RAZVAN OPREA: So whenever we choose a Cloud provider, the landing zone, the virtual data centre building represents an investment that in case you close this provider, you simply move away 100% you lose this investment, obviously. But for every application that you put in, there is definitely a cost included in generally how much you put in is how much you get out, depending on applications. Some applications you might lift and shifting them, which is the running a VM here, they are going to run in a VM in the Cloud. Some you need to rearchitect. There is a cost in rearchitecting the application, and moving into another Cloud provider means another cost. So the cost themselves are being included.

KURTIS LINDQVIST: Next one is from Randy Bush: "In your test deployments, how dependent have you become on unique features of the Cloud provider?"

KAVEH RANJBAR: Very good question and very valid. We have actually observed that it is really easy to take comfort in using some of the services provided by some of these providers and then basically be addicted to that and connected to this forever, but we have ‑‑ this is one of the very important criteria that we use. I mean, of course we always keep the multiCloud in mind, or we have a strategy with AWS but we have no plans to only stick with one provider or only AWS and GCP. As Razvan mentioned, we want to at least add one, but if there are more opportunities we will definitely look into them. We fully understand it is very easy for vendor lock‑in basically to happen. But my understanding is, right now, what we have in AWS can be deployed in other provider, but of course there is a bit ‑‑ there is always a bit of small change here and there. I don't know if Razvan has anything to add to that or not.

RAZVAN OPREA: There are. We already know one, for instance, one service is BigQuery in Google, it's a pretty unique service, it's hard to match with other providers. The service that we're offering is it exists because of having assess to BigQuery, otherwise this wouldn't exist, it would probably be too expensive to put together pieces from AWS or other Cloud provider. But again, it's on a case‑by‑case basis. So, so far, Randy, probably BigQuery would be one example.

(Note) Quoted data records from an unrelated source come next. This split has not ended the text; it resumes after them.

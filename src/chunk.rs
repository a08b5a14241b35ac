//! Row and chunk shapes exchanged between producers and consumers.

use std::collections::HashMap;

/// A single record: column name → string value. Keys are unique and
/// case-sensitive.
pub type Row = HashMap<String, String>;

/// An opaque batch handed from a producer to a consumer.
///
/// The variants are sealed here so consumers can match exhaustively and
/// reject shapes they do not understand instead of silently dropping data.
#[derive(Debug, Clone, PartialEq, Eq)]
pub enum Chunk {
    /// Generic row set keyed by column name.
    Rows(Vec<Row>),
    /// Records carrying a declarative field→column association.
    Tagged(TaggedRows),
    /// Opaque text payload. Tabular consumers reject this shape.
    Text(String),
}

impl Chunk {
    /// Variant name used in unsupported-shape error messages.
    pub fn shape(&self) -> &'static str {
        match self {
            Chunk::Rows(_) => "row set",
            Chunk::Tagged(_) => "tagged row set",
            Chunk::Text(_) => "text",
        }
    }
}

/// Positional records plus the column names their positions stand for.
///
/// `columns[i]` names the column of element `i` in every record. This is the
/// caller-supplied association table that stands in for per-record field
/// introspection.
#[derive(Debug, Clone, Default, PartialEq, Eq)]
pub struct TaggedRows {
    pub columns: Vec<String>,
    pub records: Vec<Vec<String>>,
}

impl TaggedRows {
    pub fn new(columns: Vec<String>) -> Self {
        Self {
            columns,
            records: Vec::new(),
        }
    }

    pub fn push(&mut self, record: Vec<String>) {
        self.records.push(record);
    }

    /// Resolve every record into an equivalent keyed row.
    pub fn resolve(&self) -> Vec<Row> {
        self.records
            .iter()
            .map(|record| {
                self.columns
                    .iter()
                    .cloned()
                    .zip(record.iter().cloned())
                    .collect()
            })
            .collect()
    }
}

#[cfg(test)]
mod tests {
    use super::*;

    #[test]
    fn shape_names() {
        assert_eq!(Chunk::Rows(vec![]).shape(), "row set");
        assert_eq!(Chunk::Tagged(TaggedRows::default()).shape(), "tagged row set");
        assert_eq!(Chunk::Text("echo".to_string()).shape(), "text");
    }

    #[test]
    fn tagged_rows_resolve_to_keyed_rows() {
        let mut tagged = TaggedRows::new(vec!["id".to_string(), "name".to_string()]);
        tagged.push(vec!["7".to_string(), "bob".to_string()]);

        let rows = tagged.resolve();
        assert_eq!(rows.len(), 1);
        assert_eq!(rows[0]["id"], "7");
        assert_eq!(rows[0]["name"], "bob");
    }

    #[test]
    fn tagged_rows_short_record_yields_partial_row() {
        let mut tagged = TaggedRows::new(vec!["a".to_string(), "b".to_string()]);
        tagged.push(vec!["1".to_string()]);

        let rows = tagged.resolve();
        assert_eq!(rows[0].len(), 1);
        assert_eq!(rows[0]["a"], "1");
    }
}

KAVEH RANJBAR: The BigQuery is a new service, it was enabled after uploading measurement data to the TCP‑‑ now, people can actually do analysis on that. But maybe that's a special case, correct.

KURTIS LINDQVIST: The next question we have is from Gert Döring: "Please ensure nothing is ever deployed without IPv6 from day one. Now is the time to make this a hardware requirement."

RAZVAN OPREA: We could probably write it at the moment, a blog article about it. There have been some nice experiences with IPv6 in which we have been pushing Cloud providers such as AWS in supporting IPv6 on some of their services and, as well, reengineering some of the internal services to support IPv6, legacy. So it's a very, very nice and fair point. We take it fully.

KURTIS LINDQVIST: Thank you. Next one is from Nicola von Thadden: "Do you have a backup plan in case you are not forbidden to store personal data with US Cloud service providers?"
I assume this is meant to be in case you are forbidden to store personal data with US Cloud providers.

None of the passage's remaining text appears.